Dunlap and Sons Albany Ale BrewersThe Albany Ale Project has launched a new website, albanyaleproject.com. The site revolves around the extensive history of brewing and beer making in the City of Albany, and the research into re-discovering the 19th century phenomenon of Albany Ale, a double XX strength ale brewed across the city and exported around the world.

The new website has biographies of key players in the research of Albany Ale; a history of brewing in Albany from the 17th century to today; images from the collections of the Albany Institute of History and Art; and more. It’s hoped the website will serve as a hub for information on Albany Ale.
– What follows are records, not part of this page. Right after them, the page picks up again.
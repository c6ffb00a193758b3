//! Number-format classification and the built-in format table.
//!
//! SpreadsheetML cells frequently omit the `t=` type attribute; the only way
//! to tell a date from a plain number is the number format bound to the cell.
//! [`classify_format`] implements that inference over the format-code text and
//! [`classify_builtin`] over the reserved built-in id ranges.

/// First id available for custom number formats. Ids below this are
/// built-ins and must never receive a `<numFmt>` entry.
pub const CUSTOM_FORMAT_ID_START: u16 = 164;

/// The value type implied by a number format.
#[derive(Copy, Clone, Debug, PartialEq, Eq, Hash)]
pub enum ValueClass {
    Number,
    DateTime,
    /// Elapsed-time formats (`[h]:mm:ss` and friends).
    Duration,
    Text,
}

/// Format code for a built-in number format id, when the id is in the
/// standard table (ECMA-376 §18.8.30).
pub fn builtin_code(id: u16) -> Option<&'static str> {
    let code = match id {
        0 => "General",
        1 => "0",
        2 => "0.00",
        3 => "#,##0",
        4 => "#,##0.00",
        9 => "0%",
        10 => "0.00%",
        11 => "0.00E+00",
        12 => "# ?/?",
        13 => "# ??/??",
        14 => "mm-dd-yy",
        15 => "d-mmm-yy",
        16 => "d-mmm",
        17 => "mmm-yy",
        18 => "h:mm AM/PM",
        19 => "h:mm:ss AM/PM",
        20 => "h:mm",
        21 => "h:mm:ss",
        22 => "m/d/yy h:mm",
        37 => "#,##0 ;(#,##0)",
        38 => "#,##0 ;[Red](#,##0)",
        39 => "#,##0.00;(#,##0.00)",
        40 => "#,##0.00;[Red](#,##0.00)",
        45 => "mm:ss",
        46 => "[h]:mm:ss",
        47 => "mmss.0",
        48 => "##0.0E+0",
        49 => "@",
        _ => return None,
    };
    Some(code)
}

/// Inverse of [`builtin_code`]: built-in id for an exactly matching code.
pub fn builtin_id(code: &str) -> Option<u16> {
    // The table is small; a forward scan keeps the two directions trivially
    // in sync (asserted by the completeness test below).
    for id in 0..CUSTOM_FORMAT_ID_START {
        if builtin_code(id) == Some(code) {
            return Some(id);
        }
    }
    None
}

/// Classify a built-in format id without expanding its code.
///
/// Ids 14–22 are the built-in date/time formats, 45–47 the elapsed-time
/// formats, and 49 is the text format (`@`).
pub fn classify_builtin(id: u16) -> ValueClass {
    match id {
        14..=22 => ValueClass::DateTime,
        45..=47 => ValueClass::Duration,
        49 => ValueClass::Text,
        _ => ValueClass::Number,
    }
}

/// Classify a format code by scanning its tokens.
///
/// The scan walks the code character by character:
/// - `"…"` quoted literal segments are skipped entirely;
/// - `[…]` sections consisting solely of `h`/`m`/`s` letters are elapsed-time
///   tokens and classify the format as [`ValueClass::Duration`]; any other
///   bracket section (colors like `[Red]`, locale tags like `[$-409]`,
///   conditions) is skipped;
/// - a numeric placeholder (`0`, `#`, `?`) classifies as Number;
/// - a date/time letter (`y`, `m`, `d`, `h`, `s`) classifies as DateTime;
/// - whichever token appears first wins; a code with neither is Text
///   (e.g. `@`).
pub fn classify_format(code: &str) -> ValueClass {
    let chars: Vec<char> = code.chars().map(|c| c.to_ascii_lowercase()).collect();
    let mut i = 0usize;

    while i < chars.len() {
        match chars[i] {
            '"' => {
                // Skip the quoted literal; an unterminated quote consumes the rest.
                i += 1;
                while i < chars.len() && chars[i] != '"' {
                    i += 1;
                }
                i += 1;
            }
            '\\' => {
                // Escaped literal character.
                i += 2;
            }
            '[' => {
                let start = i + 1;
                let mut end = start;
                while end < chars.len() && chars[end] != ']' {
                    end += 1;
                }
                let section = &chars[start..end];
                if !section.is_empty()
                    && section.iter().all(|&c| matches!(c, 'h' | 'm' | 's'))
                {
                    return ValueClass::Duration;
                }
                i = end + 1;
            }
            '0' | '#' | '?' => return ValueClass::Number,
            'y' | 'm' | 'd' | 'h' | 's' => return ValueClass::DateTime,
            _ => i += 1,
        }
    }

    ValueClass::Text
}

#[cfg(test)]
mod tests {
    use super::*;

    #[test]
    fn builtin_table_maps_both_ways() {
        for id in 0..CUSTOM_FORMAT_ID_START {
            if let Some(code) = builtin_code(id) {
                assert_eq!(builtin_id(code), Some(id), "code {code:?} should map back");
            }
        }
    }

    #[test]
    fn date_formats_classify_as_datetime() {
        assert_eq!(classify_format("yyyy-mm-dd"), ValueClass::DateTime);
        assert_eq!(classify_format("d-mmm-yy"), ValueClass::DateTime);
        assert_eq!(classify_format("h:mm AM/PM"), ValueClass::DateTime);
    }

    #[test]
    fn numeric_formats_classify_as_number() {
        assert_eq!(classify_format("0.00"), ValueClass::Number);
        assert_eq!(classify_format("#,##0"), ValueClass::Number);
        assert_eq!(classify_format("0%"), ValueClass::Number);
    }

    #[test]
    fn text_format_classifies_as_text() {
        assert_eq!(classify_format("@"), ValueClass::Text);
    }

    #[test]
    fn elapsed_time_formats_classify_as_duration() {
        assert_eq!(classify_format("[h]:mm:ss"), ValueClass::Duration);
        assert_eq!(classify_format("[hh]:mm"), ValueClass::Duration);
    }

    #[test]
    fn quoted_literals_are_skipped() {
        // The "d" inside the quoted segment must not trigger a date match.
        assert_eq!(classify_format("\"day total\" 0.00"), ValueClass::Number);
    }

    #[test]
    fn color_and_locale_brackets_are_skipped() {
        // `[Red]` contains a `d`; a naive scan would misread this as a date.
        assert_eq!(classify_format("[Red]0.00"), ValueClass::Number);
        assert_eq!(classify_format("[$-409]yyyy-mm-dd"), ValueClass::DateTime);
    }

    #[test]
    fn first_token_wins() {
        assert_eq!(classify_format("0 \"years\""), ValueClass::Number);
        assert_eq!(classify_format("yyyy \\y 0"), ValueClass::DateTime);
    }

    #[test]
    fn builtin_ranges_classify() {
        assert_eq!(classify_builtin(14), ValueClass::DateTime);
        assert_eq!(classify_builtin(22), ValueClass::DateTime);
        assert_eq!(classify_builtin(46), ValueClass::Duration);
        assert_eq!(classify_builtin(49), ValueClass::Text);
        assert_eq!(classify_builtin(2), ValueClass::Number);
        assert_eq!(classify_builtin(0), ValueClass::Number);
    }
}
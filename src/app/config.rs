use std::env;
use std::path::PathBuf;

use log::warn;

const OUT_PATH_VAR: &str = "SYLVAIRE_LOGO_OUT";
const DEFAULT_OUT_PATH: &str = "alliance-logo.svg";

pub struct AppConfig {
    /// Where the save collaborator writes the serialized logo
    pub out_path: PathBuf,
}

impl AppConfig {
    pub fn from_env() -> Self {
        let out_path = match env::var(OUT_PATH_VAR) {
            Ok(path) => PathBuf::from(path),
            Err(_) => {
                warn!(
                    "{} not set, defaulting to {}",
                    OUT_PATH_VAR, DEFAULT_OUT_PATH
                );
                PathBuf::from(DEFAULT_OUT_PATH)
            }
        };
        AppConfig { out_path }
    }
}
Although Albany Ale no longer exists, the research being done by the Albany Ale Project is increasing interest in the oft-forgotten history of Albany’s brewing past – and the Ale that accompanied it. The Albany Ale Project’s hope is that the web site will encourage more collaboration. “We think the website is a great opportunity for people who aren’t part of the Project yet to share their own information or stories about Albany Ale. Who knows what Albany Ale-related stuff might be tucked away in someone’s attic,” Albany Ale Project co-founder Alan McLeod said in a statement to the press.

In 2010, beer bloggers Alan McLeod (agoodbeerblog.com) and Craig Gravina (drinkdrank1.com) stumbled across an early 19th century advertisement for Albany Ale—but what exactly was Albany Ale? That question took the duo on a journey through history spanning nearly 400 years. Since 2010 the Albany Ale Project has continued to grow. Now, this international research endeavor is focused on bringing the history and stories of an industry that helped to build the capital city of New York to light.

For more information on The Albany Ale Project or the history of Albany Ale, visit albanyaleproject.com, or find them on Facebook.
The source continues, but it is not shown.